A situação de abastecimento de combustíveis no Brasil vinha se mostrando estável até o início de março de 2026, mas a tensão entre o governo federal e os caminhoneiros começou a provocar uma corrida aos postos de gasolina. Essa corrida resultou em um aumento significativo na demanda, levando a problemas na cadeia de distribuição.
No dia 19 de março, o município de Pinhalzinho, em Santa Catarina, decretou situação de emergência devido à falta de combustível. As secretarias do município foram instruídas a restringir o abastecimento de veículos que não estivessem diretamente relacionados aos serviços de saúde e segurança pública. Além disso, os fornecedores devem reservar 10% da capacidade total de armazenamento para garantir o atendimento a serviços essenciais.
Em Itajaí, a situação é igualmente preocupante. Dois dos três postos de gasolina visitados estavam sem gasolina, e um deles não tinha previsão para receber novos suprimentos. Na quarta-feira anterior, um posto em Itajaí vendeu mais de 15 mil litros de gasolina, mas a alta demanda está causando problemas na distribuição.

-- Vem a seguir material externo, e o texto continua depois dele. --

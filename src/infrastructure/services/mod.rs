//! Application services

mod generation_service;
mod prompts;

pub use generation_service::{GeneratedText, GenerationService};
pub use prompts::{diet_plan_prompt, recipe_prompt};
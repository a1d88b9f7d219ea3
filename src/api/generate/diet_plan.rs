//! Healthy diet plan endpoint handler

use axum::extract::State;
use tracing::error;

use crate::api::state::AppState;
use crate::api::types::{non_blank, ApiError, DietPlanResponse, IngredientsRequest, Json};
use crate::domain::DomainError;

/// POST /api/healthy-diet
pub async fn generate_diet_plan(
    State(state): State<AppState>,
    Json(request): Json<IngredientsRequest>,
) -> Result<Json<DietPlanResponse>, ApiError> {
    let ingredients = non_blank(request.ingredients.as_deref())
        .ok_or_else(|| DomainError::validation("Please provide ingredients."))?;

    let generated = state
        .generation_service
        .generate_diet_plan(ingredients)
        .await
        .map_err(|e| {
            error!(error = %e, "Diet plan generation failed");
            ApiError::from(e)
        })?;

    Ok(Json(DietPlanResponse::new(ingredients.to_string(), generated)))
}
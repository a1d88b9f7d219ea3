//! JSON error responses

use axum::{
    http::StatusCode,
    response::{IntoResponse, Response},
    Json,
};
use serde::{Deserialize, Serialize};

use crate::domain::DomainError;

/// Error body returned by every endpoint
#[derive(Debug, Clone, Serialize, Deserialize)]
pub struct ApiErrorResponse {
    pub error: String,
    #[serde(skip_serializing_if = "Option::is_none")]
    pub code: Option<String>,
    #[serde(skip_serializing_if = "Option::is_none")]
    pub details: Option<serde_json::Value>,
}

/// API error with status code
#[derive(Debug)]
pub struct ApiError {
    pub status: StatusCode,
    pub response: ApiErrorResponse,
}

impl ApiError {
    /// Create a new API error
    pub fn new(status: StatusCode, message: impl Into<String>) -> Self {
        Self {
            status,
            response: ApiErrorResponse {
                error: message.into(),
                code: None,
                details: None,
            },
        }
    }

    /// Add a machine-readable error code
    pub fn with_code(mut self, code: impl Into<String>) -> Self {
        self.response.code = Some(code.into());
        self
    }

    /// Attach diagnostic details
    pub fn with_details(mut self, details: serde_json::Value) -> Self {
        self.response.details = Some(details);
        self
    }

    /// Bad request error
    pub fn bad_request(message: impl Into<String>) -> Self {
        Self::new(StatusCode::BAD_REQUEST, message).with_code("invalid_request")
    }

    /// Internal server error
    pub fn internal(message: impl Into<String>) -> Self {
        Self::new(StatusCode::INTERNAL_SERVER_ERROR, message)
    }
}

impl IntoResponse for ApiError {
    fn into_response(self) -> Response {
        (self.status, Json(self.response)).into_response()
    }
}

impl From<DomainError> for ApiError {
    fn from(err: DomainError) -> Self {
        match err {
            DomainError::Validation { message } => Self::bad_request(message),
            DomainError::Configuration { message } => {
                Self::internal(message).with_code("configuration_error")
            }
            DomainError::Generation { message, attempts } => Self::internal(message)
                .with_code("all_providers_failed")
                .with_details(serde_json::to_value(&attempts).unwrap_or_default()),
            DomainError::Image { message, .. } => {
                Self::internal(format!("Image generation failed. {}", message))
                    .with_code("image_generation_failed")
            }
        }
    }
}

impl std::fmt::Display for ApiError {
    fn fmt(&self, f: &mut std::fmt::Formatter<'_>) -> std::fmt::Result {
        write!(f, "{}: {}", self.status, self.response.error)
    }
}

impl std::error::Error for ApiError {}
//! CLI module for the SmartChef relay

pub mod serve;

use clap::{Parser, Subcommand};

/// SmartChef relay - recipe, diet plan and dish image generation
#[derive(Parser)]
#[command(name = "smartchef-relay")]
#[command(version, about, long_about = None)]
pub struct Cli {
    #[command(subcommand)]
    pub command: Option<Command>,
}

#[derive(Subcommand)]
pub enum Command {
    /// Run the HTTP relay (default)
    Serve(serve::ServeArgs),
}

impl Default for Command {
    fn default() -> Self {
        Self::Serve(serve::ServeArgs::default())
    }
}

#[cfg(test)]
mod tests {
    use super::*;

    #[test]
    fn test_serve_with_port_override() {
        let cli = Cli::try_parse_from(["smartchef-relay", "serve", "--port", "4000"]).unwrap();
        match cli.command {
            Some(Command::Serve(args)) => assert_eq!(args.port, Some(4000)),
            None => panic!("expected serve command"),
        }
    }

    #[test]
    fn test_no_subcommand_defaults_to_serve() {
        let cli = Cli::try_parse_from(["smartchef-relay"]).unwrap();
        assert!(cli.command.is_none());
        assert!(matches!(Command::default(), Command::Serve(_)));
    }
}
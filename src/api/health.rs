//! Health check endpoints

use axum::{extract::State, http::StatusCode, response::IntoResponse};
use serde::Serialize;

use super::state::AppState;
use crate::api::types::Json;

#[derive(Debug, Serialize)]
pub struct HealthResponse {
    pub ok: bool,
    pub provider: String,
    pub port: u16,
    pub version: &'static str,
}

/// GET /api/health
pub async fn health_check(State(state): State<AppState>) -> impl IntoResponse {
    let response = HealthResponse {
        ok: true,
        provider: state.info.diet_provider.clone(),
        port: state.info.port,
        version: env!("CARGO_PKG_VERSION"),
    };

    (StatusCode::OK, Json(response))
}

/// GET /live
pub async fn live_check() -> impl IntoResponse {
    StatusCode::OK
}

#[cfg(test)]
mod tests {
    use super::*;

    #[test]
    fn test_health_response_serialization() {
        let response = HealthResponse {
            ok: true,
            provider: "auto".to_string(),
            port: 3000,
            version: "0.1.0",
        };

        let json = serde_json::to_string(&response).unwrap();
        assert!(json.contains("\"ok\":true"));
        assert!(json.contains("\"provider\":\"auto\""));
        assert!(json.contains("\"port\":3000"));
    }
}
//! SmartChef Relay
//!
//! Backend relay for the SmartChef front-end:
//! - Recipe and diet plan generation over ordered provider fallback chains
//! - Dish image generation through Eden AI
//! - OpenAI and OpenRouter chat-completions providers

pub mod api;
pub mod cli;
pub mod config;
pub mod domain;
pub mod infrastructure;

pub use config::AppConfig;

use std::sync::Arc;

use tracing::info;

use api::state::{AppState, ServiceInfo};
use infrastructure::image::{EdenAiConfig, EdenAiImageProvider};
use infrastructure::llm::{HttpClient, HttpClientTrait, LlmProviderFactory};
use infrastructure::services::GenerationService;

/// Create the application state from configuration
pub fn create_app_state(config: &AppConfig) -> anyhow::Result<AppState> {
    let http_client = HttpClient::with_timeout(config.provider_timeout())?;

    log_missing_credential("OpenAI", config.providers.openai.api_key.is_none());
    log_missing_credential("OpenRouter", config.providers.openrouter.api_key.is_none());
    log_missing_credential("Eden AI", config.providers.eden_ai.api_key.is_none());

    let service = build_generation_service(config, http_client);

    let info = ServiceInfo {
        diet_provider: config.generation.diet_provider.clone(),
        port: config.server.port,
    };

    Ok(AppState::new(service, info))
}

/// Wire the provider chains and the image provider over one HTTP client
pub fn build_generation_service<C>(config: &AppConfig, http_client: C) -> GenerationService
where
    C: HttpClientTrait + Clone + 'static,
{
    let chains = LlmProviderFactory::create_chains(config, http_client.clone());
    info!(
        recipe_providers = chains.recipe.len(),
        diet_plan_providers = chains.diet_plan.len(),
        "Provider chains configured"
    );

    let eden_ai = &config.providers.eden_ai;
    let image_provider = EdenAiImageProvider::new(
        http_client,
        EdenAiConfig::new(&eden_ai.base_url, eden_ai.api_key.clone()),
    );

    GenerationService::new(
        chains,
        config.generation.diet_temperature,
        Arc::new(image_provider),
    )
}

fn log_missing_credential(provider: &str, missing: bool) {
    if missing {
        tracing::warn!(provider, "API key not configured; provider will be skipped");
    }
}
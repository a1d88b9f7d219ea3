//! Serve command - runs the HTTP relay

use std::net::SocketAddr;

use clap::Args;
use tokio::net::TcpListener;
use tokio::signal;
use tracing::info;

use crate::api::create_router;
use crate::config::AppConfig;
use crate::infrastructure::logging;

#[derive(Debug, Default, Args)]
pub struct ServeArgs {
    /// Bind host, overrides configuration
    #[arg(long)]
    pub host: Option<String>,

    /// Bind port, overrides configuration
    #[arg(long)]
    pub port: Option<u16>,
}

/// Run the relay server
pub async fn run(args: ServeArgs) -> anyhow::Result<()> {
    dotenvy::dotenv().ok();

    let mut config = AppConfig::load()?;
    apply_args(&mut config, args);

    logging::init_logging(&config.logging)?;

    let state = crate::create_app_state(&config)?;
    let app = create_router(state);

    let addr = build_socket_addr(&config)?;
    info!("SmartChef relay running at http://{}", addr);

    let listener = TcpListener::bind(addr).await?;
    axum::serve(listener, app)
        .with_graceful_shutdown(shutdown_signal())
        .await?;

    info!("Server shutdown complete");
    Ok(())
}

fn apply_args(config: &mut AppConfig, args: ServeArgs) {
    if let Some(host) = args.host {
        config.server.host = host;
    }
    if let Some(port) = args.port {
        config.server.port = port;
    }
}

fn build_socket_addr(config: &AppConfig) -> anyhow::Result<SocketAddr> {
    Ok(SocketAddr::from((
        config.server.host.parse::<std::net::IpAddr>()?,
        config.server.port,
    )))
}

async fn shutdown_signal() {
    let ctrl_c = async {
        if let Err(e) = signal::ctrl_c().await {
            tracing::error!(error = %e, "Failed to listen for Ctrl+C");
            std::future::pending::<()>().await;
        }
    };

    #[cfg(unix)]
    let terminate = async {
        match signal::unix::signal(signal::unix::SignalKind::terminate()) {
            Ok(mut stream) => {
                stream.recv().await;
            }
            Err(e) => {
                tracing::error!(error = %e, "Failed to install SIGTERM handler");
                std::future::pending::<()>().await;
            }
        }
    };

    #[cfg(not(unix))]
    let terminate = std::future::pending::<()>();

    tokio::select! {
        _ = ctrl_c => info!("Received Ctrl+C, initiating graceful shutdown"),
        _ = terminate => info!("Received SIGTERM, initiating graceful shutdown"),
    }
}
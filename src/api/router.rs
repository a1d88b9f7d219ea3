use axum::{http::Method, middleware, routing::get, Router};
use tower_http::cors::{AllowHeaders, AllowOrigin, CorsLayer};
use tower_http::trace::TraceLayer;

use super::generate;
use super::health;
use super::middleware::logging_middleware;
use super::state::AppState;

/// Create the full router with application state
pub fn create_router(state: AppState) -> Router {
    Router::new()
        .route("/api/health", get(health::health_check))
        .route("/live", get(health::live_check))
        .nest("/api", generate::create_generate_router())
        .with_state(state)
        .layer(middleware::from_fn(logging_middleware))
        .layer(cors_layer())
        .layer(TraceLayer::new_for_http())
}

/// Reflect the caller's origin and allow credentials
fn cors_layer() -> CorsLayer {
    CorsLayer::new()
        .allow_origin(AllowOrigin::mirror_request())
        .allow_methods([Method::GET, Method::POST, Method::OPTIONS])
        .allow_headers(AllowHeaders::mirror_request())
        .allow_credentials(true)
}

Campinas também enfrenta dificuldades, com relatos de falta de combustível em vários postos durante a manhã do dia 19 de março. Um posto na Avenida Presidente Juscelino tinha apenas gasolina aditivada, enquanto outro na Avenida Paulo Provenza Sobrinho ficou sem gasolina comum e etanol na noite anterior.
A greve dos caminhoneiros, anunciada para começar às 12h do mesmo dia, é considerada “legítima e organizada” e pode ser ampliada caso não haja resposta do poder público. Um frentista em Itajaí afirmou que a falta de previsão para o abastecimento está gerando uma corrida aos postos, resultando em um efeito dominó.
Dados indicam que, durante a madrugada, cerca de 2.000 litros de gasolina foram entregues em Itajaí, mas isso não foi suficiente para atender à demanda crescente. A situação pode se agravar ainda mais com a greve, que promete intensificar a crise de abastecimento.
Detalhes permanecem não confirmados sobre a extensão da falta de combustível em outras regiões do Brasil, mas a situação em Pinhalzinho e Itajaí serve como um alerta sobre a fragilidade da cadeia de abastecimento em momentos de crise.